Third, although we controlled for the most significant situational confounders, we were not able to control for all possible confounders. For example, there is evidence that the menstrual cycle or Body Mass Index can affect HRV levels [98] or that ruminative thoughts might lower HRV [83]. We tried to minimize these effects with three measurements on different days but there might be still confounders impacting our findings.
Future research
Future studies investigating the association between HRV and MDD before and after psychotherapy should consider subgroups within the (naturalistic) sample. The most relevant subgroups in this sense are based on comorbidities and medications. Regarding comorbidities, Kircanski and colleagues [99] showed that only in anxious depressed patients, HRV can predict the treatment outcome. Consequently, a three-group design (patients with depression, patients with comorbid depression and anxiety and patients with anxiety disorders only) with a large sample to separate these comorbidities, seems necessary. Regarding medications, despite a large evidence base, there are no clear conclusions of confounding effects on HRV measurement. It cannot be precluded that changes of the autonomic nervous system after a successful MDD therapy are masked by the effects of antidepressants. Consequently, a subgroup design considering the medications and including a control group without medications seems necessary.
From a methodological perspective, multiple HRV measurements should be used in future investigations to obtain more valid and reliable data compared to one-time measurements. Alternatively, long-term HRV measurements could be used to further analyze potential long-term effects.

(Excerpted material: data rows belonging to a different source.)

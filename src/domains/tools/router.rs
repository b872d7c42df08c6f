//! Tool Router - builds the rmcp ToolRouter from the catalogue.
//!
//! Each definition knows how to create its own route; every route shares
//! the same pipeline.

use std::sync::Arc;

use rmcp::handler::server::tool::ToolRouter;

use super::definitions::CATALOGUE;
use super::pipeline::ToolPipeline;

/// Build the tool router with all registered tools.
pub fn build_tool_router<S>(pipeline: Arc<ToolPipeline>) -> ToolRouter<S>
where
    S: Send + Sync + 'static,
{
    CATALOGUE.iter().fold(ToolRouter::new(), |router, tool| {
        router.with_route(tool.create_route(pipeline.clone()))
    })
}
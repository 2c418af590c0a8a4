//! # Period Estimation Module
//!
//! Turns peak shifts into one fundamental period. The k-th peak (1-based)
//! is assumed to sit at k periods, so each shift is divided by its harmonic
//! index before averaging. That way the estimate stays on the fundamental
//! even when only some multiples produced clean minima.

/// Calculates the average period, in samples, of the given peaks.
///
/// Returns `fallback` when there are no peaks.
pub fn average_period(peaks: &[usize], fallback: f32) -> f32 {
    if peaks.is_empty() {
        return fallback;
    }

    let sum: f32 = peaks
        .iter()
        .enumerate()
        .map(|(i, &shift)| shift as f32 / (i + 1) as f32)
        .sum();
    sum / peaks.len() as f32
}

/// Converts a period in samples into a frequency in Hz.
///
/// Not guarded against a zero period: peaks are never found below the
/// first search window and the fallback period is validated positive.
pub fn period_to_frequency(sample_rate: u32, period: f32) -> f32 {
    sample_rate as f32 / period
}

#[cfg(test)]
mod tests {
    use super::*;
    use approx::assert_relative_eq;

    #[test]
    fn no_peaks_returns_fallback() {
        assert_eq!(average_period(&[], 100.0), 100.0);
    }

    #[test]
    fn harmonics_are_normalised_by_their_index() {
        assert_relative_eq!(average_period(&[100, 200, 300, 400], 1.0), 100.0);
        // (168 + 336/2 + 505/3) / 3
        assert_relative_eq!(
            average_period(&[168, 336, 505], 1.0),
            (168.0 + 168.0 + 505.0 / 3.0) / 3.0,
            max_relative = 1e-6
        );
    }

    #[test]
    fn single_peak_is_the_period() {
        assert_relative_eq!(average_period(&[227], 1.0), 227.0);
    }

    #[test]
    fn frequency_from_period() {
        assert_relative_eq!(period_to_frequency(44_000, 100.0), 440.0);
        assert_relative_eq!(period_to_frequency(44_000, 200.0), 220.0);
    }
}
//! # Indicator Output
//!
//! The output context drives a display and three tuning lights through an
//! [`IndicatorSink`]. Sinks are called from the output context only and
//! must not block.

use log::info;

use crate::error::Result;
use crate::tuning::Reading;

pub trait IndicatorSink {
    /// Shows a classified estimate.
    fn show(&mut self, reading: &Reading) -> Result<()>;

    /// Called for an estimate that could not be classified. The default
    /// leaves the indicators as they are.
    fn no_pitch(&mut self, _frequency: f32) -> Result<()> {
        Ok(())
    }
}

impl<S: IndicatorSink + ?Sized> IndicatorSink for Box<S> {
    fn show(&mut self, reading: &Reading) -> Result<()> {
        (**self).show(reading)
    }

    fn no_pitch(&mut self, frequency: f32) -> Result<()> {
        (**self).no_pitch(frequency)
    }
}

/// Sink that reports readings through the `log` facade.
#[derive(Debug, Default)]
pub struct LogSink;

impl IndicatorSink for LogSink {
    fn show(&mut self, reading: &Reading) -> Result<()> {
        info!(
            "{:.2} Hz -> {} ({:.2} Hz, {:+.1} cents, {:?})",
            reading.frequency,
            reading.pitch_class.name(),
            reading.folded,
            reading.cents,
            reading.indicator
        );
        Ok(())
    }

    fn no_pitch(&mut self, frequency: f32) -> Result<()> {
        info!("{frequency} Hz -> no stable pitch");
        Ok(())
    }
}
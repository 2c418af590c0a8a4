// tuner-core/src/lib.rs

//! The core logic for the chromatic tuner.
//! This crate estimates the fundamental frequency of 8-bit sample blocks
//! without any spectral transform, classifies it into a pitch class, and
//! runs the analysis and output contexts that connect capture to the
//! indicators. It is completely headless.
//!
//! ## Pipeline
//! raw block → [`smoothing`] → [`interference`] → [`peaks`] → [`period`]
//! → frequency → [`handoff`] → [`tuning`] → [`output`]

#[cfg(feature = "mic")]
pub mod audio;
pub mod capture;
pub mod config;
pub mod error;
pub mod handoff;
pub mod interference;
pub mod output;
pub mod peaks;
pub mod period;
pub mod pipeline;
pub mod runtime;
pub mod smoothing;
pub mod tone;
pub mod tuning;

pub use config::AnalysisParams;
pub use error::{Result, TunerError};
pub use pipeline::FrequencyPipeline;
pub use runtime::{Tuner, TunerStats};
pub use tuning::{PitchClass, Reading, TuningIndicator};
//! # Musical Tuning Module
//!
//! Maps an estimated frequency onto one of the twelve chromatic pitch
//! classes and tells whether it is flat, in tune or sharp.
//!
//! ## Method
//! - Octave folding: the frequency is doubled or halved until it lies in the
//!   reference octave `[LOWER_BOUND, UPPER_BOUND)`, which runs from a
//!   quarter tone below A3 to a quarter tone below A4.
//! - Classification: the reference octave is split into twelve contiguous,
//!   half-open ranges, one per pitch class, each starting a quarter tone
//!   below the class's reference frequency.
//! - Indicator: the folded frequency is compared with the reference within
//!   a fixed tolerance in Hz.

use once_cell::sync::Lazy;
use serde::Serialize;

use crate::config::TUNE_PRECISION;

/// Frequency ratio of a quarter tone, the geometric middle between two
/// adjacent half steps.
pub const QUARTER_TONE_RATIO: f32 = 1.0293;

/// Lowest frequency of the reference octave (a quarter tone below A3).
pub const LOWER_BOUND: f32 = 220.0 / QUARTER_TONE_RATIO;

/// Exclusive upper end of the reference octave (a quarter tone below A4).
/// Exactly one octave above [`LOWER_BOUND`], so folding always lands inside.
pub const UPPER_BOUND: f32 = 2.0 * LOWER_BOUND;

/// One of the twelve chromatic pitch classes.
#[derive(Debug, Clone, Copy, PartialEq, Eq, Hash, Serialize)]
pub enum PitchClass {
    A,
    #[serde(rename = "A#")]
    ASharp,
    B,
    C,
    #[serde(rename = "C#")]
    CSharp,
    D,
    #[serde(rename = "D#")]
    DSharp,
    E,
    F,
    #[serde(rename = "F#")]
    FSharp,
    G,
    #[serde(rename = "G#")]
    GSharp,
}

impl PitchClass {
    /// All classes in ascending order through the reference octave.
    pub const ALL: [PitchClass; 12] = [
        PitchClass::A,
        PitchClass::ASharp,
        PitchClass::B,
        PitchClass::C,
        PitchClass::CSharp,
        PitchClass::D,
        PitchClass::DSharp,
        PitchClass::E,
        PitchClass::F,
        PitchClass::FSharp,
        PitchClass::G,
        PitchClass::GSharp,
    ];

    pub fn name(self) -> &'static str {
        match self {
            PitchClass::A => "A",
            PitchClass::ASharp => "A#",
            PitchClass::B => "B",
            PitchClass::C => "C",
            PitchClass::CSharp => "C#",
            PitchClass::D => "D",
            PitchClass::DSharp => "D#",
            PitchClass::E => "E",
            PitchClass::F => "F",
            PitchClass::FSharp => "F#",
            PitchClass::G => "G",
            PitchClass::GSharp => "G#",
        }
    }

    /// Equal-tempered frequency of the class inside the reference octave.
    pub fn reference_frequency(self) -> f32 {
        match self {
            PitchClass::A => 220.00,
            PitchClass::ASharp => 233.08,
            PitchClass::B => 246.94,
            PitchClass::C => 261.63,
            PitchClass::CSharp => 277.18,
            PitchClass::D => 293.66,
            PitchClass::DSharp => 311.13,
            PitchClass::E => 329.63,
            PitchClass::F => 349.23,
            PitchClass::FSharp => 369.99,
            PitchClass::G => 392.00,
            PitchClass::GSharp => 415.30,
        }
    }

    /// Segments lit on the display for this class.
    pub fn segments(self) -> SegmentPattern {
        SegmentPattern(match self {
            PitchClass::A => 0b0001_0001,
            PitchClass::ASharp => 0b0001_0000,
            PitchClass::B => 0b1100_0001,
            PitchClass::C => 0b0110_0011,
            PitchClass::CSharp => 0b0110_0010,
            PitchClass::D => 0b1000_0101,
            PitchClass::DSharp => 0b1000_0100,
            PitchClass::E => 0b0110_0001,
            PitchClass::F => 0b0111_0001,
            PitchClass::FSharp => 0b0111_0000,
            PitchClass::G => 0b0100_0011,
            PitchClass::GSharp => 0b0100_0010,
        })
    }

    /// Half-open frequency range of the class in the reference octave.
    pub fn range(self) -> (f32, f32) {
        let range = &PITCH_RANGES[self as usize];
        (range.lower, range.upper)
    }
}

/// A segment of a seven-segment display with decimal point.
#[derive(Debug, Clone, Copy, PartialEq, Eq)]
pub enum Segment {
    A,
    B,
    C,
    D,
    E,
    F,
    G,
    /// The decimal point, standing in for the sharp sign.
    Dp,
}

impl Segment {
    pub const ALL: [Segment; 8] = [
        Segment::A,
        Segment::B,
        Segment::C,
        Segment::D,
        Segment::E,
        Segment::F,
        Segment::G,
        Segment::Dp,
    ];

    fn mask(self) -> u8 {
        match self {
            Segment::A => 0b1000_0000,
            Segment::B => 0b0100_0000,
            Segment::C => 0b0010_0000,
            Segment::D => 0b0001_0000,
            Segment::E => 0b0000_1000,
            Segment::F => 0b0000_0100,
            Segment::G => 0b0000_0010,
            Segment::Dp => 0b0000_0001,
        }
    }
}

/// Eight-bit segment encoding for a common-anode display: bit 7 drives
/// segment A through bit 1 for G and bit 0 for the decimal point. A cleared
/// bit lights its segment.
#[derive(Debug, Clone, Copy, PartialEq, Eq, Serialize)]
pub struct SegmentPattern(pub u8);

impl SegmentPattern {
    pub fn is_lit(self, segment: Segment) -> bool {
        self.0 & segment.mask() == 0
    }
}

/// Tuning state shown on the three indicator lights.
#[derive(Debug, Clone, Copy, PartialEq, Eq, Serialize)]
#[serde(rename_all = "kebab-case")]
pub enum TuningIndicator {
    Flat,
    InTune,
    Sharp,
}

impl TuningIndicator {
    /// Compares `frequency` with `reference` within `tolerance` Hz.
    pub fn from_deviation(frequency: f32, reference: f32, tolerance: f32) -> Self {
        let deviation = frequency - reference;
        if deviation < -tolerance {
            TuningIndicator::Flat
        } else if deviation > tolerance {
            TuningIndicator::Sharp
        } else {
            TuningIndicator::InTune
        }
    }
}

/// A classified frequency estimate.
#[derive(Debug, Clone, Copy, PartialEq, Serialize)]
pub struct Reading {
    /// Frequency as estimated, in Hz.
    pub frequency: f32,
    /// Frequency folded into the reference octave.
    pub folded: f32,
    pub pitch_class: PitchClass,
    /// Reference frequency of the class in the reference octave.
    pub reference: f32,
    pub indicator: TuningIndicator,
    /// Deviation of `folded` from `reference` in cents.
    pub cents: f32,
    pub segments: SegmentPattern,
}

#[derive(Debug)]
struct PitchRange {
    class: PitchClass,
    lower: f32,
    upper: f32,
}

/// Classification table computed once: each class's range starts a quarter
/// tone below its reference and ends where the next class starts.
static PITCH_RANGES: Lazy<Vec<PitchRange>> = Lazy::new(|| {
    let lowers: Vec<f32> = PitchClass::ALL
        .iter()
        .map(|class| class.reference_frequency() / QUARTER_TONE_RATIO)
        .collect();

    PitchClass::ALL
        .iter()
        .enumerate()
        .map(|(i, &class)| PitchRange {
            class,
            lower: lowers[i],
            upper: lowers.get(i + 1).copied().unwrap_or(UPPER_BOUND),
        })
        .collect()
});

/// Folds `frequency` into `[LOWER_BOUND, UPPER_BOUND)` by octaves.
///
/// Returns `None` for zero, negative, infinite or NaN input, none of which
/// can be folded.
pub fn fold_octave(frequency: f32) -> Option<f32> {
    if !frequency.is_finite() || frequency <= 0.0 {
        return None;
    }

    let mut folded = frequency;
    while folded < LOWER_BOUND {
        folded *= 2.0;
    }
    while folded >= UPPER_BOUND {
        folded /= 2.0;
    }
    Some(folded)
}

/// Finds the pitch class whose range holds an already folded frequency.
pub fn pitch_class_of(folded: f32) -> Option<PitchClass> {
    PITCH_RANGES
        .iter()
        .find(|range| range.lower <= folded && folded < range.upper)
        .map(|range| range.class)
}

/// Folds and classifies a frequency estimate.
///
/// Returns `None` when the frequency cannot be folded; every positive,
/// finite frequency is classified.
pub fn classify(frequency: f32) -> Option<Reading> {
    let folded = fold_octave(frequency)?;
    let pitch_class = pitch_class_of(folded)?;
    let reference = pitch_class.reference_frequency();

    Some(Reading {
        frequency,
        folded,
        pitch_class,
        reference,
        indicator: TuningIndicator::from_deviation(folded, reference, TUNE_PRECISION),
        cents: calculate_cents_deviation(folded, reference),
        segments: pitch_class.segments(),
    })
}

/// Calculates the deviation from a target frequency in cents.
///
/// Cents are a logarithmic unit of pitch measurement where:
/// - 100 cents = 1 semitone
/// - 1200 cents = 1 octave
/// - Positive values indicate sharpness, negative values indicate flatness
pub fn calculate_cents_deviation(freq: f32, target_freq: f32) -> f32 {
    1200.0 * (freq / target_freq).log2()
}
//! # Tuner Runtime
//!
//! The two permanently running execution contexts of the tuner.
//!
//! ## Architecture
//! - **Analysis thread**: waits for a captured block, smooths it, hands the
//!   region straight back to capture, estimates the frequency and pushes it
//!   into the handoff channel.
//! - **Output thread**: sleeps on the handoff channel, then drains every
//!   queued estimate, classifies it and updates the indicators.
//! - **Communication**: the handoff channel is the only state the two
//!   threads share.
//!
//! Both loops end when their input goes away: the analysis loop when the
//! capture source closes, the output loop when the analysis loop has exited
//! and the channel is empty.

use std::thread::{self, JoinHandle};
use std::time::Instant;

use log::{debug, info, warn};

use crate::capture::BlockSource;
use crate::config::{AnalysisParams, HANDOFF_CAPACITY};
use crate::error::{Result, TunerError};
use crate::handoff::{self, FrequencyReceiver, FrequencySender};
use crate::output::IndicatorSink;
use crate::pipeline::FrequencyPipeline;
use crate::tuning;

/// Counters reported by the analysis loop when it stops.
#[derive(Debug, Clone, Copy, Default, PartialEq, Eq)]
pub struct AnalysisStats {
    /// Blocks analysed and pushed.
    pub blocks: u64,
    /// Passes that took longer than one capture period.
    pub overruns: u64,
}

/// Counters reported by the output loop when it stops.
#[derive(Debug, Clone, Copy, Default, PartialEq, Eq)]
pub struct OutputStats {
    /// Estimates received.
    pub values: u64,
    /// Estimates that could not be classified.
    pub unclassified: u64,
    /// Times the loop woke up to drain the channel.
    pub wakeups: u64,
}

/// Producer context: capture block in, frequency estimate out.
pub struct AnalysisLoop<S> {
    source: S,
    pipeline: FrequencyPipeline,
    sender: FrequencySender,
}

impl<S: BlockSource> AnalysisLoop<S> {
    pub fn new(source: S, pipeline: FrequencyPipeline, sender: FrequencySender) -> Self {
        Self {
            source,
            pipeline,
            sender,
        }
    }

    /// Runs until the source closes or the output side disconnects.
    ///
    /// A pass slower than the capture period is logged and counted; the
    /// estimate is still delivered.
    ///
    /// # Errors
    /// Propagates source failures other than closing, and raw blocks of the
    /// wrong length.
    pub fn run(mut self) -> Result<AnalysisStats> {
        let budget = self.pipeline.params().block_period();
        let mut stats = AnalysisStats::default();
        info!("analysis loop started, {budget:?} per block");

        loop {
            let block = match self.source.next_block() {
                Ok(block) => block,
                Err(TunerError::SourceClosed) => {
                    info!("capture source closed");
                    break;
                }
                Err(e) => return Err(e),
            };
            let started = Instant::now();

            self.pipeline.smooth(&block)?;
            // The region can be overwritten from here on.
            block.release();

            let frequency = self.pipeline.estimate();

            let elapsed = started.elapsed();
            if elapsed > budget {
                stats.overruns += 1;
                warn!("analysis pass took {elapsed:?}, capture period is {budget:?}");
            }

            if self.sender.push(frequency).is_err() {
                info!("output side disconnected");
                break;
            }
            stats.blocks += 1;
        }

        info!(
            "analysis loop stopped after {} blocks, {} overruns",
            stats.blocks, stats.overruns
        );
        Ok(stats)
    }
}

/// Consumer context: frequency estimate in, indicators out.
pub struct OutputLoop<O> {
    receiver: FrequencyReceiver,
    sink: O,
}

impl<O: IndicatorSink> OutputLoop<O> {
    pub fn new(receiver: FrequencyReceiver, sink: O) -> Self {
        Self { receiver, sink }
    }

    /// Runs until the analysis side disconnects and every queued value has
    /// been shown. Sink failures are logged and do not stop the loop.
    pub fn run(mut self) -> OutputStats {
        let mut stats = OutputStats::default();
        let sink = &mut self.sink;

        while self
            .receiver
            .drain(|frequency| {
                stats.values += 1;
                debug!("received {frequency:.2} Hz");
                let shown = match tuning::classify(frequency) {
                    Some(reading) => sink.show(&reading),
                    None => {
                        stats.unclassified += 1;
                        debug!("{frequency} Hz has no pitch class");
                        sink.no_pitch(frequency)
                    }
                };
                if let Err(e) = shown {
                    warn!("failed to update indicators: {e}");
                }
            })
            .is_ok()
        {
            stats.wakeups += 1;
        }

        info!(
            "output loop stopped after {} values ({} unclassified)",
            stats.values, stats.unclassified
        );
        stats
    }
}

/// Combined counters of both contexts.
#[derive(Debug, Clone, Copy, Default, PartialEq, Eq)]
pub struct TunerStats {
    pub analysis: AnalysisStats,
    pub output: OutputStats,
}

/// Handle to the running analysis and output threads.
#[derive(Debug)]
pub struct Tuner {
    analysis: JoinHandle<Result<AnalysisStats>>,
    output: JoinHandle<OutputStats>,
}

impl Tuner {
    /// Starts the analysis and output threads.
    ///
    /// # Errors
    /// Returns an error if the parameters are invalid or a thread cannot be
    /// spawned.
    pub fn spawn<S, O>(source: S, sink: O, params: AnalysisParams) -> Result<Self>
    where
        S: BlockSource + Send + 'static,
        O: IndicatorSink + Send + 'static,
    {
        let pipeline = FrequencyPipeline::new(params)?;
        let (sender, receiver) = handoff::channel(HANDOFF_CAPACITY);

        let output = thread::Builder::new()
            .name("output".into())
            .spawn(move || OutputLoop::new(receiver, sink).run())?;
        let analysis = thread::Builder::new()
            .name("analysis".into())
            .spawn(move || AnalysisLoop::new(source, pipeline, sender).run())?;

        Ok(Self { analysis, output })
    }

    /// Waits for both threads to finish.
    ///
    /// # Errors
    /// Returns the analysis loop's error, or [`TunerError::WorkerPanicked`]
    /// if either thread panicked.
    pub fn join(self) -> Result<TunerStats> {
        let analysis = self
            .analysis
            .join()
            .map_err(|_| TunerError::WorkerPanicked("analysis"))?;
        // The output thread ends once the analysis thread has dropped its
        // sender, whichever way it stopped.
        let output = self
            .output
            .join()
            .map_err(|_| TunerError::WorkerPanicked("output"))?;

        Ok(TunerStats {
            analysis: analysis?,
            output,
        })
    }
}
//! # Smoothing Module
//!
//! Simple moving average over raw 8-bit capture blocks. The raw block
//! carries `width` extra lead-in samples, so every output sample has a full
//! window and no boundary handling is needed.

/// Calculates the simple moving average of `width + 1` samples starting at
/// `index`, truncating the result.
///
/// # Panics
/// If `index + width` is out of bounds for `raw`.
pub fn simple_moving_average(raw: &[u8], index: usize, width: usize) -> u8 {
    let sum: u32 = raw[index..=index + width].iter().map(|&s| u32::from(s)).sum();
    // The mean of u8 values always fits in a u8.
    (sum / (width as u32 + 1)) as u8
}

/// Smooths `raw` into `out`, where `out[i]` is the truncated average of
/// `raw[i..=i + width]`.
///
/// Uses a running sum, which gives the same values as calling
/// [`simple_moving_average`] for every index.
///
/// # Panics
/// If `raw.len() != out.len() + width`.
pub fn smooth_block(raw: &[u8], width: usize, out: &mut [u8]) {
    assert_eq!(
        raw.len(),
        out.len() + width,
        "raw block must carry exactly `width` lead-in samples"
    );
    if out.is_empty() {
        return;
    }

    let divisor = width as u32 + 1;
    let mut sum: u32 = raw[..=width].iter().map(|&s| u32::from(s)).sum();
    let last = out.len() - 1;

    for (i, sample) in out.iter_mut().enumerate() {
        *sample = (sum / divisor) as u8;
        if i < last {
            sum += u32::from(raw[i + width + 1]);
            sum -= u32::from(raw[i]);
        }
    }
}

/// Allocating variant of [`smooth_block`].
pub fn smooth(raw: &[u8], width: usize) -> Vec<u8> {
    let mut out = vec![0; raw.len().saturating_sub(width)];
    smooth_block(raw, width, &mut out);
    out
}
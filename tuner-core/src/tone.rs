//! # Tone Generator
//!
//! Synthetic capture front end producing 8-bit blocks of a steady tone.
//! Used by the demo mode of the command-line tuner and by tests.

use std::f64::consts::TAU;
use std::thread;
use std::time::{Duration, Instant};

use crate::capture::{BlockReader, BlockSource, BlockWriter, RawBlock, block_pool};
use crate::error::{Result, TunerError};

/// Shape of the generated tone.
#[derive(Debug, Clone, Copy, PartialEq, Eq)]
pub enum Waveform {
    Sine,
    Triangle,
    Square,
}

impl Waveform {
    /// Value of the waveform in `[-1, 1]` at `phase` cycles.
    pub fn value(self, phase: f64) -> f64 {
        let phase = phase.fract();
        match self {
            Waveform::Sine => (TAU * phase).sin(),
            Waveform::Triangle => 1.0 - 4.0 * (phase - 0.5).abs(),
            Waveform::Square => {
                if phase < 0.5 {
                    1.0
                } else {
                    -1.0
                }
            }
        }
    }
}

/// Block source generating a tone at a fixed frequency.
#[derive(Debug)]
pub struct ToneSource {
    writer: BlockWriter,
    reader: BlockReader,
    waveform: Waveform,
    frequency: f64,
    amplitude: f64,
    sample_rate: u32,
    next_sample: u64,
    remaining: Option<u64>,
    pacing: Option<Pacing>,
}

#[derive(Debug)]
struct Pacing {
    period: Duration,
    next_due: Option<Instant>,
}

impl ToneSource {
    /// Creates a generator of `block_len`-sample blocks. `amplitude` is in
    /// ADC codes around the mid-scale value 128 and is clamped to 0..=127.
    pub fn new(
        waveform: Waveform,
        frequency: f64,
        amplitude: f64,
        sample_rate: u32,
        block_len: usize,
    ) -> Self {
        let (writer, reader) = block_pool(block_len);
        Self {
            writer,
            reader,
            waveform,
            frequency,
            amplitude: amplitude.clamp(0.0, 127.0),
            sample_rate,
            next_sample: 0,
            remaining: None,
            pacing: None,
        }
    }

    /// Stops after `blocks` blocks.
    pub fn with_block_limit(mut self, blocks: u64) -> Self {
        self.remaining = Some(blocks);
        self
    }

    /// Delivers blocks no faster than a real front end would, one per
    /// capture period of `block_len` samples.
    pub fn paced(mut self) -> Self {
        let seconds = self.writer.block_len() as f64 / f64::from(self.sample_rate);
        self.pacing = Some(Pacing {
            period: Duration::from_secs_f64(seconds),
            next_due: None,
        });
        self
    }

    /// Quantised 8-bit sample at absolute sample index `n`.
    fn sample(&self, n: u64) -> u8 {
        let phase = self.frequency * n as f64 / f64::from(self.sample_rate);
        let value = 128.0 + self.amplitude * self.waveform.value(phase);
        value.clamp(0.0, 255.0) as u8
    }

    fn wait_for_capture(&mut self) {
        if let Some(pacing) = self.pacing.as_mut() {
            let now = Instant::now();
            let due = pacing.next_due.unwrap_or(now);
            if due > now {
                thread::sleep(due - now);
            }
            pacing.next_due = Some(due.max(now) + pacing.period);
        }
    }
}

impl BlockSource for ToneSource {
    /// Generates the next block. At most one block from this source may be
    /// held at a time beyond the one being returned.
    fn next_block(&mut self) -> Result<RawBlock> {
        match self.remaining {
            Some(0) => return Err(TunerError::SourceClosed),
            Some(ref mut left) => *left -= 1,
            None => {}
        }
        self.wait_for_capture();

        let start = self.next_sample;
        let len = self.writer.block_len();
        let samples: Vec<u8> = (0..len as u64).map(|i| self.sample(start + i)).collect();
        self.writer
            .try_fill_with(|region| region.copy_from_slice(&samples))?;
        self.next_sample += len as u64;

        self.reader.next_block()
    }
}
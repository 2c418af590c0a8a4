//! # Audio Capture Module
//!
//! Microphone front end built on CPAL (Cross-Platform Audio Library).
//! Incoming samples are downmixed to mono, quantised to unsigned 8-bit ADC
//! codes and collected into the double-buffered capture regions read by the
//! analysis context.
//!
//! ## Features
//! - Default input device selection
//! - Any channel count, downmixed to mono
//! - 8-bit quantisation around mid-scale 128
//! - Never blocks the audio callback: samples arriving while both regions
//!   are leased are dropped

use cpal::SupportedStreamConfigRange;
use cpal::traits::{DeviceTrait, HostTrait, StreamTrait};
use log::{error, info};

use crate::capture::{BlockAccumulator, BlockReader, block_pool};
use crate::error::{Result, TunerError};

/// Converts a float sample in `[-1, 1]` into an unsigned 8-bit ADC code.
pub fn quantize(sample: f32) -> u8 {
    ((sample.clamp(-1.0, 1.0) + 1.0) * 127.5) as u8
}

fn backend<E: std::fmt::Display>(e: E) -> TunerError {
    TunerError::Audio(e.to_string())
}

/// Starts audio capture from the default input device.
///
/// This function:
/// 1. Selects the default audio input device
/// 2. Picks an f32 configuration that can run at `sample_rate`
/// 3. Feeds every callback's samples into regions of `block_len` samples
///
/// # Returns
/// * `Ok((stream, reader))` - The running stream, which must be kept alive
///   for capture to continue, and the block reader for the analysis context
/// * `Err(e)` - Error if audio setup fails
pub fn start_audio_capture(
    sample_rate: u32,
    block_len: usize,
) -> Result<(cpal::Stream, BlockReader)> {
    let host = cpal::default_host();
    let device = host.default_input_device().ok_or(TunerError::NoInputDevice)?;

    info!("Using audio input device: {}", device.name().map_err(backend)?);

    let configs = device
        .supported_input_configs()
        .map_err(backend)?
        .collect::<Vec<_>>();
    let supported_config = find_supported_config(configs, sample_rate)
        .ok_or(TunerError::UnsupportedConfig(sample_rate))?;

    let config = supported_config.with_sample_rate(cpal::SampleRate(sample_rate));
    let channels = usize::from(config.channels());
    let config: cpal::StreamConfig = config.into();

    info!("Capturing {channels} channel(s) at {sample_rate} Hz");

    let (writer, reader) = block_pool(block_len);
    let mut accumulator = BlockAccumulator::new(writer);

    let err_fn = |err| error!("An error occurred on the audio stream: {err}");

    let stream = device
        .build_input_stream(
            &config,
            move |data: &[f32], _: &cpal::InputCallbackInfo| {
                let mono = data
                    .chunks(channels)
                    .map(|frame| quantize(frame.iter().sum::<f32>() / frame.len() as f32));
                // Fails only once the analysis side is gone; the stream is
                // about to be dropped then.
                let _ = accumulator.push_samples(mono);
            },
            err_fn,
            None,
        )
        .map_err(backend)?;

    stream.play().map_err(backend)?;

    Ok((stream, reader))
}

/// Finds an f32 input configuration whose rate range contains `target_rate`,
/// preferring fewer channels.
fn find_supported_config(
    configs: Vec<SupportedStreamConfigRange>,
    target_rate: u32,
) -> Option<SupportedStreamConfigRange> {
    configs
        .into_iter()
        .filter(|c| {
            c.sample_format() == cpal::SampleFormat::F32
                && c.min_sample_rate().0 <= target_rate
                && target_rate <= c.max_sample_rate().0
        })
        .min_by_key(|c| c.channels())
}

In addition, future studies could augment the study design with a follow-up measurement after discharge (e.g. six months later) to examine if there is a lag effect of HRV, at the end of therapy.
Conclusion
The present study is among the first to examine HRV before and after a psychotherapy inpatient treatment in a naturalistic sample. By measuring HRV multiple times at intake and multiple times at discharge and considering situational factors, we collected reliable and valid psychophysiological data. In summary, we observed an association between MDD and HRV values at intake, but not at discharge, even though depressive symptoms improved significantly. Therefore, HRV does not appear to be suitable as a change-sensitive biomarker for depression. This means that even after successful psychotherapy, the autonomic imbalance remains the same and can still be treated as a risk factor for diseases like CVD or an additional depressive episode. For this reason, in addition to psychotherapy, behavioral change techniques should be promoted, that are known to have beneficial effects on the autonomic nervous system, e.g. physical exercise, smoking cessation and healthy eating.
Supporting information
S1 Table. Summary of additional descriptive HRV values.
https://doi.org/10.1371/journal.pone.0248686.s001
(DOCX)
S2 Table. Paired T-Tests for additional HRV indices at intake and discharge of psychotherapy.
https://doi.org/10.1371/journal.pone.0248686.s002
(DOCX)
Acknowledgments
We thank all patients who took part in this study and the employees of the EOS clinic Münster, where the data set was collected.